**WHAT THIS TASK INVOLVES:** Search the data for the word "Duration" and copy each line that has it.

**DATA EXCERPTS:**
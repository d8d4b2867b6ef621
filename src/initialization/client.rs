//! HTTP client initialization.

use std::sync::Arc;
use std::time::Duration;

use reqwest::ClientBuilder;

use crate::config::{LookupConfig, TCP_CONNECT_TIMEOUT_SECS};

/// Initializes the HTTP client used for lookups.
///
/// Creates a `reqwest::Client` configured with:
/// - User-Agent header from the config
/// - Overall timeout from the config
/// - TCP connect timeout of `TCP_CONNECT_TIMEOUT_SECS`
/// - Rustls TLS backend (no native TLS)
///
/// # Errors
///
/// Returns a `reqwest::Error` if client creation fails.
pub fn init_client(config: &LookupConfig) -> Result<Arc<reqwest::Client>, reqwest::Error> {
    let client = ClientBuilder::new()
        .timeout(Duration::from_secs(config.timeout_seconds))
        .connect_timeout(Duration::from_secs(TCP_CONNECT_TIMEOUT_SECS))
        .user_agent(config.user_agent.clone())
        .build()?;
    Ok(Arc::new(client))
}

**EXERCISE SOLUTION:**
use std::time::Duration;
        .timeout(Duration::from_secs(config.timeout_seconds))
        .connect_timeout(Duration::from_secs(TCP_CONNECT_TIMEOUT_SECS))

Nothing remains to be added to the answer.